羽仁未紗 VIVA OPERA 6
ある意味で最も人気のあるオペラといってもいい。
純情な若者が遊びなれた女に心奪われ、やがて悲劇へと突き進んでいくという、よく見られる“悪女もの”だが、『トラビアータ』『マノン』のように悪女のほうも心を入れ替えて、というのではなく、カルメンは最後まで悪い女。ドン・ホセは最後までかわいそうな男、という徹底ぶりが、かえってひとの心をとらえるのかもしれない。
だが、プロスペール・メリメの原作『カルメン』を読むとびっくりする。そこには純情可憐な“いい女”ミカエラも、モテモテ男、闘牛士のエスカミリオも登場しない。ただ、田舎者の兵士ドン・ホセが煙草工場のジプシー女カルメンに誘惑され、身を滅ぼしたという、当時の風俗エピソードのひとつを描いた小品でしかない。
そこにミカエラ、エスカミリオを加え、ふたつの三角関係を作り上げ、大衆受けするドラマに仕立て上げたのがビゼーというわけだ。ここにメリメの影は薄いし、原作通りではオペラにはならなかったろう。

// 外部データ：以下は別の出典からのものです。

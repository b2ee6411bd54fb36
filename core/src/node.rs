//! Scanner main loop
//!
//! Sole consumer of the sighting queue and sole owner of the tag registry.
//! The loop polls the queue without blocking; when it is empty it sleeps for
//! the poll interval, which leaves room for the periodic registry sweep.
//! Completed keys are uploaded on spawned tasks so a slow directory never
//! stalls ingestion.

use crate::crypto::decode_public_key;
use crate::report::Reporter;
use crate::shutdown::{is_shutdown, wait_for_shutdown, ShutdownSignal};
use crate::tracking::{CollectEvent, CollectorConfig, FragmentCollector, TagRegistry};
use crate::transport::ble::scanner::Sighting;
use futures::FutureExt;
use std::time::Duration;
use tokio::sync::mpsc::{self, error::TryRecvError, error::TrySendError};
use tokio::task::JoinSet;
use tokio::time::Instant;
use tracing::{debug, info, warn};

/// Capacity of the bounded sighting queue
pub const DEFAULT_QUEUE_CAPACITY: usize = 100;

/// Scanner loop tuning
#[derive(Debug, Clone, PartialEq, Eq)]
pub struct NodeConfig {
    pub queue_capacity: usize,
    pub poll_interval: Duration,
    pub sweep_interval: Duration,
    pub collector: CollectorConfig,
}

impl Default for NodeConfig {
    fn default() -> Self {
        Self {
            queue_capacity: DEFAULT_QUEUE_CAPACITY,
            poll_interval: Duration::from_millis(500),
            sweep_interval: Duration::from_secs(60),
            collector: CollectorConfig::default(),
        }
    }
}

impl NodeConfig {
    pub fn with_queue_capacity(mut self, capacity: usize) -> Self {
        self.queue_capacity = capacity;
        self
    }

    pub fn with_poll_interval(mut self, interval: Duration) -> Self {
        self.poll_interval = interval;
        self
    }

    pub fn with_sweep_interval(mut self, interval: Duration) -> Self {
        self.sweep_interval = interval;
        self
    }

    pub fn with_collector(mut self, collector: CollectorConfig) -> Self {
        self.collector = collector;
        self
    }
}

/// A tag seen in config mode, offered to the provisioning task
#[derive(Debug, Clone, PartialEq, Eq)]
pub struct ConfigCandidate {
    pub address: String,
    pub seen_at: Instant,
}

/// Counters reported when the loop ends
#[derive(Debug, Clone, Copy, Default, PartialEq, Eq)]
pub struct NodeStats {
    pub sightings: u64,
    pub keys_completed: u64,
    pub invalid_keys: u64,
    pub uploads_ok: u64,
    pub uploads_failed: u64,
    pub evicted: u64,
}

/// Reassembles keys from sightings and uploads reports
pub struct ScannerNode {
    config: NodeConfig,
    collector: FragmentCollector,
    registry: TagRegistry,
    reporter: Reporter,
    candidates: Option<mpsc::Sender<ConfigCandidate>>,
}

impl ScannerNode {
    pub fn new(config: NodeConfig, reporter: Reporter) -> Self {
        let collector = FragmentCollector::new(config.collector.clone());
        Self {
            config,
            collector,
            registry: TagRegistry::new(),
            reporter,
            candidates: None,
        }
    }

    /// Forward config-mode sightings to an owner provisioning task
    pub fn with_config_candidates(mut self, tx: mpsc::Sender<ConfigCandidate>) -> Self {
        self.candidates = Some(tx);
        self
    }

    /// Bounded queue between the scan task and this loop
    pub fn sighting_channel(&self) -> (mpsc::Sender<Sighting>, mpsc::Receiver<Sighting>) {
        mpsc::channel(self.config.queue_capacity)
    }

    pub fn registry(&self) -> &TagRegistry {
        &self.registry
    }

    /// Drain sightings until shutdown or until every producer is gone
    pub async fn run(
        &mut self,
        mut sightings: mpsc::Receiver<Sighting>,
        mut shutdown: ShutdownSignal,
    ) -> NodeStats {
        let mut stats = NodeStats::default();
        let mut uploads: JoinSet<bool> = JoinSet::new();
        let mut last_sweep = Instant::now();
        info!("Scanner loop started");

        loop {
            if is_shutdown(&shutdown) {
                break;
            }
            match sightings.try_recv() {
                Ok(sighting) => {
                    stats.sightings += 1;
                    self.handle(sighting, &mut uploads, &mut stats);
                }
                Err(TryRecvError::Empty) => {
                    tokio::select! {
                        _ = tokio::time::sleep(self.config.poll_interval) => {}
                        _ = wait_for_shutdown(&mut shutdown) => break,
                    }
                }
                Err(TryRecvError::Disconnected) => {
                    debug!("Sighting queue closed");
                    break;
                }
            }

            if last_sweep.elapsed() >= self.config.sweep_interval {
                let evicted = self
                    .registry
                    .sweep(Instant::now(), self.config.collector.eviction_horizon);
                if evicted > 0 {
                    debug!("Evicted {} idle tag(s)", evicted);
                }
                stats.evicted += evicted as u64;
                last_sweep = Instant::now();
            }

            while let Some(Some(finished)) = uploads.join_next().now_or_never() {
                record_upload(finished, &mut stats);
            }
        }

        while let Some(finished) = uploads.join_next().await {
            record_upload(finished, &mut stats);
        }
        info!(
            "Scanner loop stopped: {} sightings, {} keys, {} uploads",
            stats.sightings, stats.keys_completed, stats.uploads_ok
        );
        stats
    }

    fn handle(&mut self, sighting: Sighting, uploads: &mut JoinSet<bool>, stats: &mut NodeStats) {
        let seen_at = sighting.seen_at;
        match self.collector.ingest(&mut self.registry, sighting) {
            CollectEvent::ConfigSeen { address } => self.offer_candidate(address, seen_at),
            CollectEvent::KeyReady { address, key } => match decode_public_key(&key) {
                Ok(public_key) => {
                    stats.keys_completed += 1;
                    let reporter = self.reporter.clone();
                    uploads.spawn(async move {
                        match reporter.report(&key, &public_key).await {
                            Ok(()) => true,
                            Err(e) => {
                                warn!("Report for {} not uploaded: {}", address, e);
                                false
                            }
                        }
                    });
                }
                Err(e) => {
                    warn!("Discarding fragments from {}: {}", address, e);
                    stats.invalid_keys += 1;
                    self.registry.discard_fragments(&address);
                }
            },
            _ => {}
        }
    }

    fn offer_candidate(&self, address: String, seen_at: Instant) {
        let Some(tx) = &self.candidates else {
            return;
        };
        match tx.try_send(ConfigCandidate { address, seen_at }) {
            Ok(()) => {}
            Err(TrySendError::Full(c)) => debug!("Candidate queue full, dropping {}", c.address),
            Err(TrySendError::Closed(_)) => {}
        }
    }
}

fn record_upload(finished: Result<bool, tokio::task::JoinError>, stats: &mut NodeStats) {
    match finished {
        Ok(true) => stats.uploads_ok += 1,
        Ok(false) => stats.uploads_failed += 1,
        Err(e) => {
            warn!("Upload task failed: {}", e);
            stats.uploads_failed += 1;
        }
    }
}
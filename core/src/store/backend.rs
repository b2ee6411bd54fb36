// Key storage abstraction for the accessory's provisioned key
//
// The persisted form is the raw 64-byte key material, nothing else.

use crate::crypto::{KeyMaterial, KEY_MATERIAL_LEN};
use parking_lot::RwLock;
use std::fs;
use std::io;
use std::path::{Path, PathBuf};
use std::sync::Arc;
use thiserror::Error;

/// Errors for key persistence
#[derive(Error, Debug)]
pub enum StoreError {
    #[error("Key store I/O failed: {0}")]
    Io(#[from] io::Error),
    #[error("Stored key is {0} bytes, expected 64")]
    Corrupt(usize),
}

/// Durable home for the provisioned key
pub trait KeyStore: Send + Sync {
    fn load(&self) -> Result<Option<KeyMaterial>, StoreError>;
    fn store(&self, key: &KeyMaterial) -> Result<(), StoreError>;
}

/// Raw 64-byte key file on disk
#[derive(Debug, Clone)]
pub struct FileKeyStore {
    path: PathBuf,
}

impl FileKeyStore {
    pub fn new(path: impl Into<PathBuf>) -> Self {
        Self { path: path.into() }
    }

    pub fn path(&self) -> &Path {
        &self.path
    }
}

impl KeyStore for FileKeyStore {
    fn load(&self) -> Result<Option<KeyMaterial>, StoreError> {
        let bytes = match fs::read(&self.path) {
            Ok(bytes) => bytes,
            Err(e) if e.kind() == io::ErrorKind::NotFound => return Ok(None),
            Err(e) => return Err(e.into()),
        };

        if bytes.len() != KEY_MATERIAL_LEN {
            return Err(StoreError::Corrupt(bytes.len()));
        }
        KeyMaterial::from_bytes(&bytes)
            .map(Some)
            .map_err(|_| StoreError::Corrupt(bytes.len()))
    }

    fn store(&self, key: &KeyMaterial) -> Result<(), StoreError> {
        if let Some(parent) = self.path.parent() {
            if !parent.as_os_str().is_empty() {
                fs::create_dir_all(parent)?;
            }
        }

        // Readers see either the old key or the new one, never a partial write
        let tmp = self.path.with_extension("tmp");
        fs::write(&tmp, key.as_bytes())?;
        fs::rename(&tmp, &self.path)?;
        Ok(())
    }
}

/// In-memory key store for tests and simulated accessories
#[derive(Clone, Default)]
pub struct MemoryKeyStore {
    key: Arc<RwLock<Option<KeyMaterial>>>,
}

impl MemoryKeyStore {
    pub fn new() -> Self {
        Self::default()
    }

    pub fn with_key(key: KeyMaterial) -> Self {
        Self {
            key: Arc::new(RwLock::new(Some(key))),
        }
    }
}

impl KeyStore for MemoryKeyStore {
    fn load(&self) -> Result<Option<KeyMaterial>, StoreError> {
        Ok(self.key.read().clone())
    }

    fn store(&self, key: &KeyMaterial) -> Result<(), StoreError> {
        *self.key.write() = Some(key.clone());
        Ok(())
    }
}

#[cfg(test)]
mod tests {
    use super::*;

    fn sample_key() -> KeyMaterial {
        let mut raw = [0u8; KEY_MATERIAL_LEN];
        for (i, b) in raw.iter_mut().enumerate() {
            *b = i as u8;
        }
        KeyMaterial::from(raw)
    }

    #[test]
    fn test_file_store_missing_is_none() {
        let dir = tempfile::tempdir().expect("Temp dir");
        let store = FileKeyStore::new(dir.path().join("AccessoryKey"));
        assert!(store.load().expect("Load").is_none());
    }

    #[test]
    fn test_file_store_roundtrip_is_raw_bytes() {
        let dir = tempfile::tempdir().expect("Temp dir");
        let path = dir.path().join("AccessoryKey");
        let store = FileKeyStore::new(&path);

        store.store(&sample_key()).expect("Store");

        let on_disk = std::fs::read(&path).expect("Read");
        assert_eq!(on_disk.as_slice(), sample_key().as_bytes());
        assert_eq!(store.load().expect("Load"), Some(sample_key()));
        assert!(!path.with_extension("tmp").exists());
    }

    #[test]
    fn test_file_store_rejects_truncated_file() {
        let dir = tempfile::tempdir().expect("Temp dir");
        let path = dir.path().join("AccessoryKey");
        std::fs::write(&path, [0u8; 48]).expect("Write");

        let store = FileKeyStore::new(&path);
        assert!(matches!(store.load(), Err(StoreError::Corrupt(48))));
    }

    #[test]
    fn test_file_store_creates_parent_dirs() {
        let dir = tempfile::tempdir().expect("Temp dir");
        let store = FileKeyStore::new(dir.path().join("nested/dir/AccessoryKey"));
        store.store(&sample_key()).expect("Store");
        assert!(store.load().expect("Load").is_some());
    }

    #[test]
    fn test_memory_store_shares_state_between_clones() {
        let store = MemoryKeyStore::new();
        let clone = store.clone();
        assert!(store.load().expect("Load").is_none());

        clone.store(&sample_key()).expect("Store");
        assert_eq!(store.load().expect("Load"), Some(sample_key()));
    }
}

オペラを数多く観だしたころ、つまりオペラにはまったころ、『カルメン』には特別な思い入れがあった。というのはそれまで多く見ていたイタリアオペラは、いまいち歌詞がわからない。つまりイタリア語がまだよくわからなかった。サータイトル(字幕)を読むのだが、それが英語だったり、ましてイタリア語だったらりすれば(つまり海外で観ると)、読む、観る、聴くで、疲れてしまう。
だが、『カルメン』はフランス語だ。フランス語ならなんとかなる。そう思っていた。フランス語はちゃんと学んでいたし、3年間パリに暮らしてもいたし、シャンソンの訳詞も職業的に経験していた。
だが、どうもおかしい。『カルメン』のフランス語がよく聞き取れないのだ。私はフランス語もまだなのか。
ショックを受けたが、あるときパリはバスティーユのオペラ座で『カルメン』を観て、胸のつかえがとれたのであった。
周囲のフランス人が笑いながらいっていた。
「ひどいフランス語ね。なにをいっているのかわからないわ」
そうだったのだ。ビゼーがフランス人であり、『カルメン』がフランス語によるオペラであっても、歌っているカルメン、ドン・ホセ、ミカエラは、イタリア人であり、スペイン人であり、ロシア人であり、アメリカ人。わかりやすいフランス語で歌えるはずがないではないか。フランス語が下手なのは私ではなく、歌手たちだったのだ。
ではフランス人歌手による『カルメン』を観ればいいではないか、と思うだが、フランス人オペラ歌手は少ない。ほとんどいない。それに、シャンソンの訳詞をやっていて身にしみて知っているが、多くのフランス人は歌が下手だ。シャンソンが素晴らしいのは、歌唱力ではなく、演技力のせいなのだ。
だからいまは安心して下手なフランス語の『カルメン』を観ている。